Harley S. L. et al. (2007), Elements, 3 (1), 25–30.
Iwano H. et al. (2021), Chem. Geol., 559, 119903.
Makino Y. et al. (2019), J. Anal. At. Spectrom., 34 (9), 1794–1799.
Yokoyama T. D. et al. (2011), Anal. Chem., 83 (23), 8892–8899.
With the msLA technique, a signal to background ratio can be improved because of the high-speed sampling, which is beneficial to improve a resolution of the depth profiling analysis. In fact, using a multiple collector-ICP-MS, Iwano et al. (2021) reported depth profiles of U–Pb ages from thin-outer layers of zircons with the resolution of about 0.1 µm.

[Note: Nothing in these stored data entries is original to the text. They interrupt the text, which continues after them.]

use chrono::{DateTime, NaiveDate, Utc};
use thiserror::Error;

use crate::models::GiftStatus;
use crate::requests::{
    AddParticipantRequest, CreateCommentRequest, CreateEventRequest, CreateGiftRequest, LoginRequest,
    SignupRequest, UpdateGiftRequest,
};

/// Input fields that can carry a field-level error
#[derive(Debug, Clone, Copy, PartialEq, Eq)]
pub enum FormField {
    Name,
    Email,
    Password,
    Date,
    Recipient,
    Status,
    Message,
    ParticipantEmail,
}

/// Specific validation errors for the application's forms
#[derive(Debug, Clone, PartialEq, Error)]
pub enum FormValidationError {
    #[error("{} is required", field_label(*.0))]
    Required(FormField),
    #[error("Please enter a valid email address")]
    MalformedEmail(FormField),
    #[error("'{0}' is not a valid date (YYYY-MM-DD)")]
    InvalidDate(String),
    #[error("Unsupported gift status {0}")]
    InvalidStatus(i32),
}

impl FormValidationError {
    pub fn field(&self) -> FormField {
        match self {
            FormValidationError::Required(field) | FormValidationError::MalformedEmail(field) => *field,
            FormValidationError::InvalidDate(_) => FormField::Date,
            FormValidationError::InvalidStatus(_) => FormField::Status,
        }
    }
}

fn field_label(field: FormField) -> &'static str {
    match field {
        FormField::Name => "Name",
        FormField::Email | FormField::ParticipantEmail => "Email",
        FormField::Password => "Password",
        FormField::Date => "Date",
        FormField::Recipient => "Recipient",
        FormField::Status => "Status",
        FormField::Message => "Message",
    }
}

/// Outcome of validating a form before it is submitted
#[derive(Debug, Clone, PartialEq, Default)]
pub struct FormValidation {
    pub errors: Vec<FormValidationError>,
}

impl FormValidation {
    pub fn is_valid(&self) -> bool {
        self.errors.is_empty()
    }

    /// First error message attached to `field`, for rendering under the input
    pub fn error_for(&self, field: FormField) -> Option<String> {
        self.errors.iter().find(|e| e.field() == field).map(|e| e.to_string())
    }

    fn push(&mut self, error: FormValidationError) {
        self.errors.push(error);
    }

    fn require(&mut self, field: FormField, value: &str) -> bool {
        if value.trim().is_empty() {
            self.push(FormValidationError::Required(field));
            false
        } else {
            true
        }
    }

    fn require_email(&mut self, field: FormField, value: &str) {
        if self.require(field, value) && !is_valid_email(value.trim()) {
            self.push(FormValidationError::MalformedEmail(field));
        }
    }

    fn into_result<T>(self, value: T) -> Result<T, FormValidation> {
        if self.is_valid() {
            Ok(value)
        } else {
            Err(self)
        }
    }
}

/// Loose structural check: one `@`, non-empty local part, dotted domain
pub fn is_valid_email(email: &str) -> bool {
    let Some((local, domain)) = email.split_once('@') else {
        return false;
    };
    if local.is_empty() || domain.contains('@') || email.chars().any(char::is_whitespace) {
        return false;
    }
    let labels: Vec<&str> = domain.split('.').collect();
    labels.len() >= 2 && labels.iter().all(|label| !label.is_empty())
}

pub fn validate_login(email: &str, password: &str) -> Result<LoginRequest, FormValidation> {
    let mut validation = FormValidation::default();
    validation.require_email(FormField::Email, email);
    validation.require(FormField::Password, password);
    validation.into_result(LoginRequest {
        email: email.trim().to_string(),
        password: password.to_string(),
    })
}

pub fn validate_signup(name: &str, email: &str, password: &str) -> Result<SignupRequest, FormValidation> {
    let mut validation = FormValidation::default();
    validation.require(FormField::Name, name);
    validation.require_email(FormField::Email, email);
    validation.require(FormField::Password, password);
    validation.into_result(SignupRequest {
        email: email.trim().to_string(),
        password: password.to_string(),
        name: name.trim().to_string(),
    })
}

/// `date` is the value of an `<input type="date">` (YYYY-MM-DD); the event is
/// sent as midnight UTC of that day.
pub fn validate_new_event(name: &str, date: &str) -> Result<CreateEventRequest, FormValidation> {
    let mut validation = FormValidation::default();
    validation.require(FormField::Name, name);

    let mut parsed: Option<DateTime<Utc>> = None;
    if validation.require(FormField::Date, date) {
        match NaiveDate::parse_from_str(date.trim(), "%Y-%m-%d") {
            Ok(day) => parsed = day.and_hms_opt(0, 0, 0).map(|dt| dt.and_utc()),
            Err(_) => validation.push(FormValidationError::InvalidDate(date.trim().to_string())),
        }
    }

    match parsed {
        Some(date) if validation.is_valid() => Ok(CreateEventRequest {
            name: name.trim().to_string(),
            date,
        }),
        _ => Err(validation),
    }
}

/// URLs are trimmed and blank entries dropped, matching what the server stores
pub fn validate_new_gift(
    name: &str,
    to_id: &str,
    urls: &[String],
    secret: bool,
) -> Result<CreateGiftRequest, FormValidation> {
    let mut validation = FormValidation::default();
    validation.require(FormField::Name, name);
    validation.require(FormField::Recipient, to_id);
    validation.into_result(CreateGiftRequest {
        name: name.trim().to_string(),
        to_id: to_id.trim().to_string(),
        urls: clean_urls(urls),
        secret,
    })
}

pub fn clean_urls(urls: &[String]) -> Vec<String> {
    urls.iter()
        .map(|url| url.trim())
        .filter(|url| !url.is_empty())
        .map(str::to_string)
        .collect()
}

/// Any of the three selectable statuses is accepted, including moving backwards
pub fn validate_status_update(status: GiftStatus) -> Result<UpdateGiftRequest, FormValidation> {
    let mut validation = FormValidation::default();
    if !status.is_known() {
        validation.push(FormValidationError::InvalidStatus(status.code()));
    }
    validation.into_result(UpdateGiftRequest { status })
}

pub fn validate_comment(message: &str) -> Result<CreateCommentRequest, FormValidation> {
    let mut validation = FormValidation::default();
    validation.require(FormField::Message, message);
    validation.into_result(CreateCommentRequest {
        message: message.trim().to_string(),
    })
}

pub fn validate_participant_email(email: &str) -> Result<AddParticipantRequest, FormValidation> {
    let mut validation = FormValidation::default();
    validation.require_email(FormField::ParticipantEmail, email);
    validation.into_result(AddParticipantRequest {
        participant_email: email.trim().to_string(),
    })
}

#[cfg(test)]
mod tests {
    use super::*;

    #[test]
    fn test_email_shapes() {
        assert!(is_valid_email("alice@example.com"));
        assert!(is_valid_email("a.b+c@mail.example.org"));
        assert!(!is_valid_email("alice"));
        assert!(!is_valid_email("alice@"));
        assert!(!is_valid_email("@example.com"));
        assert!(!is_valid_email("alice@example"));
        assert!(!is_valid_email("alice@@example.com"));
        assert!(!is_valid_email("ali ce@example.com"));
        assert!(!is_valid_email("alice@example..com"));
    }

    #[test]
    fn test_login_malformed_email_is_field_error() {
        let validation = validate_login("not-an-email", "secret").unwrap_err();
        assert_eq!(
            validation.errors,
            vec![FormValidationError::MalformedEmail(FormField::Email)]
        );
        assert_eq!(
            validation.error_for(FormField::Email).as_deref(),
            Some("Please enter a valid email address")
        );
        assert_eq!(validation.error_for(FormField::Password), None);
    }

    #[test]
    fn test_login_requires_both_fields() {
        let validation = validate_login("  ", "").unwrap_err();
        assert_eq!(validation.errors.len(), 2);
        assert_eq!(validation.error_for(FormField::Email).as_deref(), Some("Email is required"));
        assert_eq!(validation.error_for(FormField::Password).as_deref(), Some("Password is required"));
    }

    #[test]
    fn test_login_trims_email_but_not_password() {
        let request = validate_login(" a@b.co ", " pw ").unwrap();
        assert_eq!(request.email, "a@b.co");
        assert_eq!(request.password, " pw ");
    }

    #[test]
    fn test_signup_requires_name() {
        let validation = validate_signup("", "a@b.co", "pw").unwrap_err();
        assert_eq!(validation.errors, vec![FormValidationError::Required(FormField::Name)]);
    }

    #[test]
    fn test_new_event_parses_date_input() {
        let request = validate_new_event("Christmas", "2025-12-25").unwrap();
        assert_eq!(request.date.to_rfc3339(), "2025-12-25T00:00:00+00:00");

        let validation = validate_new_event("Christmas", "25/12/2025").unwrap_err();
        assert_eq!(
            validation.errors,
            vec![FormValidationError::InvalidDate("25/12/2025".to_string())]
        );

        let validation = validate_new_event("", "").unwrap_err();
        assert_eq!(validation.errors.len(), 2);
    }

    #[test]
    fn test_new_gift_cleans_urls() {
        let urls = vec![" https://a.example ".to_string(), "   ".to_string(), "https://b.example".to_string()];
        let request = validate_new_gift("Bike", "u1", &urls, true).unwrap();
        assert_eq!(request.urls, vec!["https://a.example", "https://b.example"]);
        assert!(request.secret);

        let validation = validate_new_gift("Bike", "", &[], false).unwrap_err();
        assert_eq!(validation.errors, vec![FormValidationError::Required(FormField::Recipient)]);
    }

    #[test]
    fn test_status_update_allows_backwards_transition() {
        assert!(validate_status_update(GiftStatus::New).is_ok());
        assert!(validate_status_update(GiftStatus::Bought).is_ok());
        assert_eq!(
            validate_status_update(GiftStatus::Unknown(4)).unwrap_err().errors,
            vec![FormValidationError::InvalidStatus(4)]
        );
    }

    #[test]
    fn test_blank_comment_rejected() {
        assert!(validate_comment(" \n ").is_err());
        assert_eq!(validate_comment(" hi ").unwrap().message, "hi");
    }

    #[test]
    fn test_participant_email() {
        assert!(validate_participant_email("friend@example.com").is_ok());
        let validation = validate_participant_email("friend").unwrap_err();
        assert!(validation.error_for(FormField::ParticipantEmail).is_some());
    }

    #[test]
    fn test_error_messages() {
        assert_eq!(FormValidationError::Required(FormField::ParticipantEmail).to_string(), "Email is required");
        assert_eq!(
            FormValidationError::MalformedEmail(FormField::Email).to_string(),
            "Please enter a valid email address"
        );
        assert_eq!(
            FormValidationError::InvalidDate("25/12".to_string()).to_string(),
            "'25/12' is not a valid date (YYYY-MM-DD)"
        );
        assert_eq!(FormValidationError::InvalidStatus(4).to_string(), "Unsupported gift status 4");

        let error: &dyn std::error::Error = &FormValidationError::InvalidStatus(4);
        assert!(error.source().is_none());
    }
}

Despite the successful results, simultaneous analysis of REEs and U–Pb ages could not be achieved due to a limited mass dispersion and detector configuration of the sector-based instrument.
Faced with this, the simultaneous depth profiling analysis of REE abundances and U–Pb ages were conducted by the msLA-ICP-TOF-MS. To achieve the analysis with high depth resolution, two approaches were taken. First, the signal sensitivity was improved by applying a different cone geometry at the interface region of ICP-MS. This resulted in 2–3 times of improvement in the signal sensitivity against REEs, Pb and U. Second, mixing of ablated particles released from the edges of laser pits needed to be minimized through the laser sampling procedure since the depth resolution would be significantly reduced. Hence, pre-analytical removal of the edges (i.e., Moat protocol) was applied.

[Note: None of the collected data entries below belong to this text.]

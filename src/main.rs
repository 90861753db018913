use anyhow::Result;
use clap::{ArgAction, Parser};
use fueatest::exact_test::AllelicExactTest;
use fueatest::log_factorial::{LogFactorialTable, DEFAULT_CAPACITY};
use fueatest::output::ResultWriter;
use fueatest::table_reader;
use fueatest::types::Method;
use indicatif::{ProgressBar, ProgressStyle};
use std::fs::File;
use std::io::{self, BufWriter, Write};
use std::path::Path;
use tracing::Level;

const LONG_ABOUT: &str = "\
A fast, unbiased and exact allelic test for case-control association studies.

Tests allelic association on a 2x3 genotype table:

                     aa aA AA
  [case (diseased)]  d0 d1 d2
  [control (healthy)] h0 h1 h2

Give the six counts on the command line, or a file with one table per line,
the six counts separated by semicolons:

  226;57;5;249;63;4
  1;109;191;0;110;221
  7;110;174;6;132;191

Each table is printed with its p-value in scientific notation, tab separated.";

#[derive(Parser)]
#[command(name = "fueatest")]
#[command(version)]
#[command(about = "Fast, unbiased and exact allelic test on 2x3 genotype tables", long_about = LONG_ABOUT)]
struct Args {
    /// Six counts `d0 d1 d2 h0 h1 h2`, or one input file ("-" for stdin)
    #[arg(required = true, num_args = 1..=6, value_name = "FILE | COUNTS")]
    input: Vec<String>,

    /// Write results to this file instead of stdout
    #[arg(short, long)]
    output: Option<String>,

    /// Summation method: "fast" or "direct"
    #[arg(long, default_value = "fast")]
    method: Method,

    /// Largest supported sample size + 1 (size of the log-factorial table)
    #[arg(long, default_value_t = DEFAULT_CAPACITY)]
    max_sample_size: usize,

    /// Suppress progress output and warnings
    #[arg(short, long)]
    quiet: bool,

    /// Increase log verbosity (-v debug, -vv trace)
    #[arg(short, long, action = ArgAction::Count)]
    verbose: u8,
}

macro_rules! progress {
    ($quiet:expr, $($arg:tt)*) => {
        if !$quiet {
            eprintln!($($arg)*);
        }
    };
}

fn init_logging(quiet: bool, verbose: u8) {
    let level = match (quiet, verbose) {
        (true, _) => Level::ERROR,
        (false, 0) => Level::WARN,
        (false, 1) => Level::DEBUG,
        (false, _) => Level::TRACE,
    };
    tracing_subscriber::fmt()
        .with_max_level(level)
        .with_target(false)
        .with_writer(io::stderr)
        .init();
}

fn make_spinner(quiet: bool) -> ProgressBar {
    if quiet {
        return ProgressBar::hidden();
    }
    let pb = ProgressBar::new_spinner();
    pb.set_style(
        ProgressStyle::with_template("  {spinner} [{elapsed_precise}] {pos} {msg}")
            .unwrap(),
    );
    pb
}

fn main() -> Result<()> {
    let args = Args::parse();
    init_logging(args.quiet, args.verbose);

    // Only build a private table when the capacity differs from the shared one
    let owned;
    let log_factorials = if args.max_sample_size == DEFAULT_CAPACITY {
        LogFactorialTable::global()
    } else {
        owned = LogFactorialTable::with_capacity(args.max_sample_size);
        &owned
    };
    let engine = AllelicExactTest::new(log_factorials);

    let sink: Box<dyn Write> = match &args.output {
        Some(path) => Box::new(BufWriter::new(File::create(path)?)),
        None => Box::new(BufWriter::new(io::stdout().lock())),
    };
    let mut writer = ResultWriter::new(sink);

    match args.input.len() {
        6 => {
            let table = table_reader::parse_counts(&args.input)?;
            let result = engine.test(table, args.method);
            if let Err(e) = &result.p_value {
                tracing::warn!(%table, "{} with --max-sample-size", e);
            }
            writer.write(&result)?;
        }
        1 => {
            let path = Path::new(&args.input[0]);
            if path != Path::new("-") && !path.exists() {
                anyhow::bail!("Input file not found: {}", path.display());
            }
            let rows = table_reader::read_tables_path(path)?;

            let pb = make_spinner(args.quiet || args.output.is_none());
            pb.set_message("tables tested");
            let mut n_skipped = 0usize;
            let mut n_refused = 0usize;
            for row in rows {
                pb.inc(1);
                let table = match row.table {
                    Ok(table) => table,
                    Err(e) => {
                        tracing::warn!("skipping input {:#}", e);
                        n_skipped += 1;
                        continue;
                    }
                };
                let result = engine.test(table, args.method);
                if let Err(e) = &result.p_value {
                    tracing::warn!(line = row.line, %table, "{} with --max-sample-size", e);
                    n_refused += 1;
                }
                writer.write(&result)?;
            }
            pb.finish_and_clear();

            if n_skipped > 0 || n_refused > 0 {
                progress!(
                    args.quiet,
                    "{} row(s) unreadable, {} table(s) over capacity {}",
                    n_skipped,
                    n_refused,
                    log_factorials.capacity()
                );
            }
        }
        n => {
            anyhow::bail!("Expected one input file or 6 counts, got {} argument(s)", n);
        }
    }

    writer.finish()?;
    if let Some(path) = &args.output {
        progress!(args.quiet, "Results written to: {}", path);
    }
    Ok(())
}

With the technique developed here, simultaneous determinations of both the U–Pb ages and REE abundances were successfully carried out on three standard zircons (91500, Plešovice and OD-3) with the depth resolution of about 0.6 µm. Although a non-linearity of signal output was observed for the intense ion currents of 238U, U–Pb ages could be accurately measured as 1064±23 Ma, 336.8±3.0 Ma and 32.9±1.2 Ma for 91500, Plešovice and OD-3, respectively, by monitoring 235U signals. Moreover, REE abundance data agreed well with the reported values within the analysis repeatability reflecting the sample heterogeneity. To demonstrate the analytical capability of the present technique, depth profiling analysis of U–Pb ages and REE abundances were conducted on Himalayan metamorphic zircons. The measured U–Pb isotopic ratios provided a discordant trend along the sampling depth, which suggested a possibility of a mixing of multiple components inside the zircon grain. In contrast, the depth profiles of REE abundances indicated the mixing of three different components (i.e., core, inner rim, and thin-outer layer with <1.2 µm thickness), indicating that the zircon grain had experienced three growth stages. The results obtained in this study strongly support that msLA-ICP-TOF-MS can be a powerful tool for geochemical analyses of various geological materials.
References:
Belousova E. A. et al. (2002), Contrib. Mineral. Petrol., 143, 602–622.
Harley S. L. et al. (2007), Elements, 3 (1), 25–30.
Iwano H. et al. (2021), Chem. Geol., 559, 119903.
Makino Y. et al. (2019), J. Anal. At. Spectrom., 34 (9), 1794–1799.
Yokoyama T. D. et al. (2011), Anal. Chem., 83 (23), 8892–8899.